Mikronukleus-Assay in bukkalen Epithelzellen Die auf mikroskopische Objektträger aufgetragenen Zellen wurden an der Luft trocknen gelassen und dann in Methanol (80 % v/v) bei 4°C für 20 Minuten fixiert. Die Färbung wurde mit 5 % Giemsa-Lösung für 10 Minuten durchgeführt. Anschließend wurden die Objektträger mit Wasserdestillat gespült und luftgetrocknet.

Die Analyse wurde unter einem Lichtmikroskop Olympus CX40 (Olympus, Tokio, Japan) mit 400-facher Vergrößerung durchgeführt, und jeder Mikronukleus und andere Kernanomalien wurden zusätzlich unter 1000-facher Vergrößerung verifiziert. Für jede Versuchsperson wurden zwei Replikat-Objektträger hergestellt, und 1000 Epithelzellen pro Präparation wurden für jede Probenahmezeit bewertet.

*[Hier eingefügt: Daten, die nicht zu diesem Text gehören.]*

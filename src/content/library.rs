//! # Encounter Library
//!
//! Tiered encounter content and the lookup contract the floor generator uses.

use super::encounter::{
    Attitude, CombatDetails, Difficulty, Encounter, EncounterCategory, EncounterKind, ExplorationDetails,
    RestDetails, ShelterQuality, SocialDetails, TreasureDetails,
};
use super::monster::{Monster, MonsterSource};
use crate::generation::Tier;
use crate::DelveResult;
use rand::seq::SliceRandom;
use rand::RngCore;
use std::collections::BTreeSet;
use std::path::Path;

const BUILTIN_ENCOUNTERS: &str = include_str!("../../data/encounters.json");

/// Name prefix shared by the stand-in encounters a library substitutes on a miss.
pub const DEFAULT_ENCOUNTER_PREFIX: &str = "Default ";

/// Optional filters for [`EncounterSource::random_encounter`].
#[derive(Debug, Clone, Default, PartialEq, Eq)]
pub struct EncounterQuery {
    pub difficulty: Option<Difficulty>,
    pub exclude_names: BTreeSet<String>,
    pub max_xp_budget: Option<u32>,
}

impl EncounterQuery {
    pub fn with_difficulty(mut self, difficulty: Difficulty) -> Self {
        self.difficulty = Some(difficulty);
        self
    }

    pub fn excluding<I, S>(mut self, names: I) -> Self
    where
        I: IntoIterator<Item = S>,
        S: Into<String>,
    {
        self.exclude_names.extend(names.into_iter().map(Into::into));
        self
    }

    pub fn with_max_xp_budget(mut self, max_xp_budget: u32) -> Self {
        self.max_xp_budget = Some(max_xp_budget);
        self
    }

    /// Whether `encounter` passes the difficulty, exclusion and XP filters.
    pub fn matches(&self, encounter: &Encounter) -> bool {
        self.difficulty.map_or(true, |d| encounter.difficulty == d)
            && !self.exclude_names.contains(&encounter.name)
            && match (self.max_xp_budget, encounter.xp_budget()) {
                (Some(max), Some(xp)) => xp <= max,
                _ => true,
            }
    }
}

/// Read-only source of encounter content.
///
/// A miss returns `None` rather than failing. Sources may instead hand back a
/// stand-in encounter for the category; callers must handle both.
pub trait EncounterSource {
    fn random_encounter(
        &self,
        level: u8,
        category: EncounterCategory,
        query: &EncounterQuery,
        rng: &mut dyn RngCore,
    ) -> Option<Encounter>;
}

/// In-memory encounter content, drawn from by tier.
#[derive(Debug, Clone, Default)]
pub struct EncounterLibrary {
    encounters: Vec<Encounter>,
    substitute_defaults: bool,
}

impl EncounterLibrary {
    /// A library that substitutes default encounters for non-combat misses.
    pub fn new(encounters: Vec<Encounter>) -> Self {
        Self {
            encounters,
            substitute_defaults: true,
        }
    }

    /// The content bundled with the crate.
    pub fn builtin() -> DelveResult<Self> {
        Self::from_json(BUILTIN_ENCOUNTERS)
    }

    pub fn from_json(json: &str) -> DelveResult<Self> {
        let encounters: Vec<Encounter> = serde_json::from_str(json)?;
        Ok(Self::new(encounters))
    }

    pub fn from_path(path: impl AsRef<Path>) -> DelveResult<Self> {
        let json = std::fs::read_to_string(path)?;
        Self::from_json(&json)
    }

    /// Disables default substitution so misses come back as `None`.
    pub fn without_defaults(mut self) -> Self {
        self.substitute_defaults = false;
        self
    }

    pub fn encounters(&self) -> &[Encounter] {
        &self.encounters
    }

    pub fn len(&self) -> usize {
        self.encounters.len()
    }

    pub fn is_empty(&self) -> bool {
        self.encounters.is_empty()
    }

    pub fn by_level(&self, level: u8) -> Vec<&Encounter> {
        self.encounters.iter().filter(|e| e.level == level).collect()
    }

    pub fn by_name(&self, name: &str) -> Option<&Encounter> {
        self.encounters.iter().find(|e| e.name == name)
    }

    pub fn by_category(&self, category: EncounterCategory) -> Vec<&Encounter> {
        self.encounters
            .iter()
            .filter(|e| e.category() == category)
            .collect()
    }

    /// Candidates in the same tier as `level`, authored at or below it.
    fn candidates(&self, level: u8, category: EncounterCategory, query: &EncounterQuery) -> Vec<&Encounter> {
        let tier = Tier::of(level);
        self.encounters
            .iter()
            .filter(|e| e.category() == category && Tier::of(e.level) == tier && e.level <= level)
            .filter(|e| query.matches(e))
            .collect()
    }
}

impl EncounterSource for EncounterLibrary {
    fn random_encounter(
        &self,
        level: u8,
        category: EncounterCategory,
        query: &EncounterQuery,
        rng: &mut dyn RngCore,
    ) -> Option<Encounter> {
        if let Some(encounter) = self.candidates(level, category, query).choose(rng) {
            return Some((*encounter).clone());
        }
        if self.substitute_defaults {
            default_encounter(category, level)
        } else {
            None
        }
    }
}

/// Stand-in encounter for a non-combat category. Combat and boss have none.
pub fn default_encounter(category: EncounterCategory, level: u8) -> Option<Encounter> {
    let (name, room_description, kind) = match category {
        EncounterCategory::Combat | EncounterCategory::Boss => return None,
        EncounterCategory::Social => (
            "Social Encounter",
            "A lone figure waits here, watching you approach.",
            EncounterKind::Social(SocialDetails {
                monsters: Vec::new(),
                attitude: Attitude::Indifferent,
                personality: "wary".to_string(),
                xp_budget: None,
            }),
        ),
        EncounterCategory::Exploration => (
            "Exploration",
            "An intricate mechanism or riddle bars the way forward.",
            EncounterKind::Exploration(ExplorationDetails::default()),
        ),
        EncounterCategory::Rest => (
            "Rest Stop",
            "A relatively safe spot to catch your breath and mend your wounds.",
            EncounterKind::Rest(RestDetails {
                shelter_quality: ShelterQuality::Fair,
            }),
        ),
        EncounterCategory::Treasure => (
            "Treasure Cache",
            "A glimmering chest lies half-buried in the shadows.",
            EncounterKind::Treasure(TreasureDetails::default()),
        ),
    };

    Some(Encounter {
        id: None,
        name: format!("{DEFAULT_ENCOUNTER_PREFIX}{name}"),
        level,
        difficulty: Difficulty::Low,
        room_description: room_description.to_string(),
        dm_description: Vec::new(),
        size: 1,
        win_conditions: Vec::new(),
        lair: false,
        scaling_mechanics: Vec::new(),
        kind,
    })
}

/// Builds a combat encounter from monster names, one individual per name.
///
/// Repeated names stack into a single roster entry. Unknown names are skipped;
/// if none resolve, returns `None`. Difficulty comes from XP per level:
/// above 400 is high, above 200 moderate, otherwise low.
pub fn build_custom_encounter<S: AsRef<str>>(
    monsters: &dyn MonsterSource,
    names: &[S],
    level: u8,
) -> Option<Encounter> {
    let mut roster: Vec<Monster> = Vec::new();
    for name in names {
        let Some(monster) = monsters.get_by_name(name.as_ref()) else {
            continue;
        };
        match roster.iter_mut().find(|m| m.name == monster.name) {
            Some(existing) => existing.count += 1,
            None => roster.push(monster.clone().with_count(1)),
        }
    }
    if roster.is_empty() {
        return None;
    }

    let total_xp: u32 = roster.iter().map(Monster::total_xp).sum();
    let xp_per_level = f64::from(total_xp) / f64::from(level.max(1));
    let difficulty = if xp_per_level > 400.0 {
        Difficulty::High
    } else if xp_per_level > 200.0 {
        Difficulty::Moderate
    } else {
        Difficulty::Low
    };
    let listing = names.iter().map(AsRef::as_ref).collect::<Vec<_>>().join(", ");

    Some(Encounter {
        id: None,
        name: format!("Custom: {listing}"),
        level,
        difficulty,
        room_description: format!("A custom encounter featuring {listing}."),
        dm_description: vec![format!(
            "Custom encounter with {} monster type(s). Total XP: {total_xp}",
            roster.len()
        )],
        size: 1,
        win_conditions: Vec::new(),
        lair: false,
        scaling_mechanics: Vec::new(),
        kind: EncounterKind::Combat(CombatDetails {
            xp_budget: total_xp,
            monsters: roster,
            attitude: Attitude::Hostile,
            personality: None,
        }),
    })
}

#[cfg(test)]
mod tests {
    use super::*;
    use crate::content::MonsterLibrary;
    use rand::rngs::StdRng;
    use rand::SeedableRng;

    fn combat(name: &str, level: u8, difficulty: Difficulty, xp: u32) -> Encounter {
        Encounter {
            id: None,
            name: name.to_string(),
            level,
            difficulty,
            room_description: format!("{name} waits."),
            dm_description: Vec::new(),
            size: 1,
            win_conditions: Vec::new(),
            lair: false,
            scaling_mechanics: Vec::new(),
            kind: EncounterKind::Combat(CombatDetails {
                xp_budget: xp,
                monsters: vec![Monster::new("Goblin", 0.25, 50, 2).with_count(xp / 50)],
                attitude: Attitude::Hostile,
                personality: None,
            }),
        }
    }

    fn library() -> EncounterLibrary {
        EncounterLibrary::new(vec![
            combat("Ambush", 1, Difficulty::Low, 100),
            combat("Warband", 3, Difficulty::High, 400),
            combat("Ogre Den", 5, Difficulty::Moderate, 900),
        ])
    }

    #[test]
    fn test_random_encounter_stays_in_tier_and_level() {
        let library = library();
        let mut rng = StdRng::seed_from_u64(1);
        for _ in 0..20 {
            let found = library
                .random_encounter(2, EncounterCategory::Combat, &EncounterQuery::default(), &mut rng)
                .unwrap();
            assert_eq!(found.name, "Ambush");
        }
        let found = library
            .random_encounter(6, EncounterCategory::Combat, &EncounterQuery::default(), &mut rng)
            .unwrap();
        assert_eq!(found.name, "Ogre Den");
    }

    #[test]
    fn test_query_filters() {
        let library = library();
        let mut rng = StdRng::seed_from_u64(2);

        let excluded = EncounterQuery::default().excluding(["Ambush"]);
        let found = library.random_encounter(4, EncounterCategory::Combat, &excluded, &mut rng);
        assert_eq!(found.map(|e| e.name), Some("Warband".to_string()));

        let capped = EncounterQuery::default().with_max_xp_budget(150);
        let found = library.random_encounter(4, EncounterCategory::Combat, &capped, &mut rng);
        assert_eq!(found.map(|e| e.name), Some("Ambush".to_string()));

        let high = EncounterQuery::default().with_difficulty(Difficulty::High);
        let found = library.random_encounter(4, EncounterCategory::Combat, &high, &mut rng);
        assert_eq!(found.map(|e| e.name), Some("Warband".to_string()));
    }

    #[test]
    fn test_misses_and_defaults() {
        let mut rng = StdRng::seed_from_u64(3);
        let query = EncounterQuery::default();

        let library = library();
        assert!(library
            .random_encounter(12, EncounterCategory::Combat, &query, &mut rng)
            .is_none());
        assert!(library
            .random_encounter(1, EncounterCategory::Boss, &query, &mut rng)
            .is_none());
        let rest = library
            .random_encounter(12, EncounterCategory::Rest, &query, &mut rng)
            .unwrap();
        assert!(rest.name.starts_with(DEFAULT_ENCOUNTER_PREFIX));
        assert_eq!(rest.level, 12);

        let strict = library.clone().without_defaults();
        assert!(strict
            .random_encounter(1, EncounterCategory::Rest, &query, &mut rng)
            .is_none());
    }

    #[test]
    fn test_catalog_queries() {
        let library = library();
        assert_eq!(library.len(), 3);
        assert_eq!(library.by_level(3).len(), 1);
        assert!(library.by_name("Ogre Den").is_some());
        assert_eq!(library.by_category(EncounterCategory::Combat).len(), 3);
        assert!(library.by_category(EncounterCategory::Social).is_empty());
    }

    #[test]
    fn test_build_custom_encounter() {
        let monsters = MonsterLibrary::new(vec![
            Monster::new("Goblin", 0.25, 50, 2),
            Monster::new("Goblin Boss", 1.0, 200, 2),
        ]);
        let custom = build_custom_encounter(&monsters, &["Goblin", "Goblin", "Goblin Boss", "Nobody"], 2).unwrap();
        assert_eq!(custom.xp_budget(), Some(300));
        assert_eq!(custom.difficulty, Difficulty::Low);
        assert_eq!(custom.monsters().len(), 2);
        assert_eq!(custom.monsters()[0].count, 2);

        let custom = build_custom_encounter(&monsters, &["Goblin Boss", "Goblin Boss", "Goblin Boss"], 1).unwrap();
        assert_eq!(custom.difficulty, Difficulty::High);

        assert!(build_custom_encounter(&monsters, &["Nobody"], 1).is_none());
    }

    #[test]
    fn test_builtin_content_loads() {
        let library = EncounterLibrary::builtin().unwrap();
        assert!(!library.is_empty());
        for category in [
            EncounterCategory::Combat,
            EncounterCategory::Boss,
            EncounterCategory::Social,
            EncounterCategory::Exploration,
            EncounterCategory::Rest,
            EncounterCategory::Treasure,
        ] {
            assert!(!library.by_category(category).is_empty(), "{category}");
        }
    }
}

Statistische Analyse Die statistische Analyse wurde unter Verwendung des SPSS-Softwarepakets (IBM Corp., Armonk, NY, USA) durchgeführt. Durch deskriptive statistische Analyse wurden die grundlegenden statistischen Parameter (Mittelwert, Standardfehler und Standardabweichung und relative Standardabweichung, Median und Minimal- und Maximalwerte) bestimmt. Die Unterschiede in der Anzahl von Mikronuklei und anderen nuklearen Anomalien zwischen unterschiedlichen Probenahmezeiten für jede Gruppe und zwischen den Gruppen von Untersuchten wurden durch ANOVA und den HSD-Post-Hoc-Test von Tukey unter Verwendung eines allgemeinen linearen Modellverfahrens getestet. Zur Bewertung des Einflusses der Prädiktorvariablen (Alter, Geschlecht und Beruf, Medikamenteneinnahme, Röntgenexposition, Ernährungsgewohnheiten und Lebensstil) auf abhängige Variablen wurde das Allgemeine Regressionsmodell (GRM) aus der linearen/nichtlinearen Modellierungsmethode verwendet (Mikronukleus, zweikernige Zellen, zerbrochene Eier, Kernknospen, Pyknose, kondensiertes Chromatin, Karyolyse und Karyorrhexis). Die Ergebnisse von GRM werden in Form von Pareto-Diagrammen von t-Werten ausgedrückt. Als Signifikanzniveau wurde 0,05 festgelegt.